START Material for this exercise
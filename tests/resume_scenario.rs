use anyhow::Result;
use async_trait::async_trait;
use kestrel::inventory::{detect_inventory_drift, NodeState, NodeStatus};
use kestrel::objstore::DEFAULT_BUCKET;
use kestrel::operation::keys;
use kestrel::workflow::{Cancellation, OperationEvent};
use kestrel::{
    create_object_store, NodeStore, Operation, OperationDriver, OperationRequest, OperationStore,
    OperationType, ObjectStoreConfig, PhaseRunner,
};
use serde_json::Value;
use std::collections::HashMap;
use std::path::Path;
use std::sync::Mutex;

const PHASES: [&str; 3] = ["init", "provision", "verify"];

async fn open_store(path: &Path) -> Result<OperationStore> {
    let config = ObjectStoreConfig::Redb {
        path: path.to_path_buf(),
        bucket: DEFAULT_BUCKET.to_string(),
    };
    Ok(OperationStore::new(create_object_store(&config).await?))
}

#[tokio::test]
async fn test_operation_survives_restart() -> Result<()> {
    let tmp = tempfile::tempdir()?;
    let path = tmp.path().join("state.redb");

    let id = {
        let store = open_store(&path).await?;
        let mut op = Operation::new(
            Operation::generate_id(),
            OperationType::CreateCluster,
            "production",
            PHASES,
        )?;
        store.save(&op).await?;
        op.start_phase("init")?;
        store.save(&op).await?;
        op.complete_phase("init", None)?;
        store.save(&op).await?;
        op.id().to_string()
    };

    let store = open_store(&path).await?;
    let reloaded = store.load(&id).await?;
    assert_eq!(reloaded.resume_phase(), Some("provision"));
    assert_eq!(reloaded.current_phase(), "provision");
    Ok(())
}

/// Provisions one worker; can be told to stop mid-provision
struct WorkerRunner {
    stop_in_provision: bool,
    ran: Mutex<Vec<String>>,
    nodes: NodeStore,
}

#[async_trait]
impl PhaseRunner for WorkerRunner {
    async fn run_phase(
        &self,
        phase: &str,
        op: &mut Operation,
        cancel: &Cancellation,
    ) -> anyhow::Result<Option<Value>> {
        self.ran.lock().unwrap().push(phase.to_string());
        let node = op.get_context_string(keys::NODE_NAME.name()).to_string();

        match phase {
            "init" => {
                self.nodes
                    .upsert(NodeState::new(&node).with_status(NodeStatus::Provisioning))
                    .await?;
            }
            "provision" => {
                op.set_context_value(keys::SERVER_ID, &"srv-42".to_string())?;
                if self.stop_in_provision {
                    cancel.cancelled().await;
                    return Err(kestrel::workflow::WorkflowError::Cancelled.into());
                }
                op.set_context_value(keys::PUBLIC_IP, &"51.15.0.42".to_string())?;
            }
            "verify" => {
                self.nodes
                    .upsert(
                        NodeState::new(&node)
                            .with_server_id(op.get_context_string(keys::SERVER_ID.name()))
                            .with_public_ip(op.get_context_string(keys::PUBLIC_IP.name()))
                            .with_status(NodeStatus::Ready),
                    )
                    .await?;
            }
            other => anyhow::bail!("unexpected phase {}", other),
        }
        Ok(None)
    }
}

fn add_worker_request() -> OperationRequest {
    OperationRequest::new(OperationType::AddNode, "production", PHASES)
        .with_context(keys::NODE_NAME.name(), "worker-1")
        .with_context(keys::POOL_NAME.name(), "workers")
}

#[tokio::test]
async fn test_interrupted_run_resumes_after_restart() -> Result<()> {
    let tmp = tempfile::tempdir()?;
    let path = tmp.path().join("state.redb");

    let id = {
        let store = open_store(&path).await?;
        let driver = OperationDriver::new(store.clone()).with_lease("runner-1", std::time::Duration::from_secs(60));
        let (handle, cancel) = Cancellation::new();
        let runner = WorkerRunner {
            stop_in_provision: true,
            ran: Mutex::new(Vec::new()),
            nodes: NodeStore::new(store.clone(), "production"),
        };

        let mut op = driver.acquire(&add_worker_request()).await?;
        let run = driver.run(&mut op, &runner, &cancel);
        let stop = async {
            tokio::time::sleep(std::time::Duration::from_millis(50)).await;
            handle.cancel();
        };
        let (result, ()) = tokio::join!(run, stop);
        assert!(matches!(result, Err(kestrel::workflow::WorkflowError::Cancelled)));
        assert_eq!(*runner.ran.lock().unwrap(), vec!["init", "provision"]);
        op.id().to_string()
    };

    let store = open_store(&path).await?;
    assert!(store.lease(&id).await?.is_none());

    let driver = OperationDriver::new(store.clone());
    let mut events = driver.subscribe();
    let runner = WorkerRunner {
        stop_in_provision: false,
        ran: Mutex::new(Vec::new()),
        nodes: NodeStore::new(store.clone(), "production"),
    };

    let mut op = driver.acquire(&add_worker_request()).await?;
    assert_eq!(op.id(), id);
    assert_eq!(op.resume_phase(), Some("provision"));
    assert_eq!(
        events.recv().await?,
        OperationEvent::Acquired {
            operation: id.clone(),
            resumed: true
        }
    );

    driver.run(&mut op, &runner, &Cancellation::never()).await?;
    assert_eq!(*runner.ran.lock().unwrap(), vec!["provision", "verify"]);
    assert!(store.load(&id).await?.is_complete());
    assert!(store
        .find_incomplete(Some(&OperationType::AddNode), Some("production"))
        .await?
        .is_empty());

    let inventory = runner.nodes.load().await?;
    let worker = inventory.get("worker-1").expect("worker recorded");
    assert_eq!(worker.status, Some(NodeStatus::Ready));
    assert_eq!(worker.server_id, "srv-42");

    let live = HashMap::from([("worker-1".to_string(), "51.15.0.42".to_string())]);
    assert!(!detect_inventory_drift(&inventory, &live).has_drift());

    let moved = HashMap::from([("worker-1".to_string(), "51.15.0.99".to_string())]);
    let drift = detect_inventory_drift(&inventory, &moved);
    assert_eq!(drift.ip_mismatches.len(), 1);
    assert_eq!(
        drift.to_string(),
        "Drift detected:\n  - IP mismatch for worker-1: expected 51.15.0.42, got 51.15.0.99"
    );
    Ok(())
}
END Material for this exercise
Everything from the line containing "let drift = detect_inventory_drift(&inventory, &moved);" to the bottom of the listing is to be set down exactly; leave out all other lines.

- [Answer box]:
    let drift = detect_inventory_drift(&inventory, &moved);
    assert_eq!(drift.ip_mismatches.len(), 1);
    assert_eq!(
        drift.to_string(),
        "Drift detected:\n  - IP mismatch for worker-1: expected 51.15.0.42, got 51.15.0.99"
    );
    Ok(())
}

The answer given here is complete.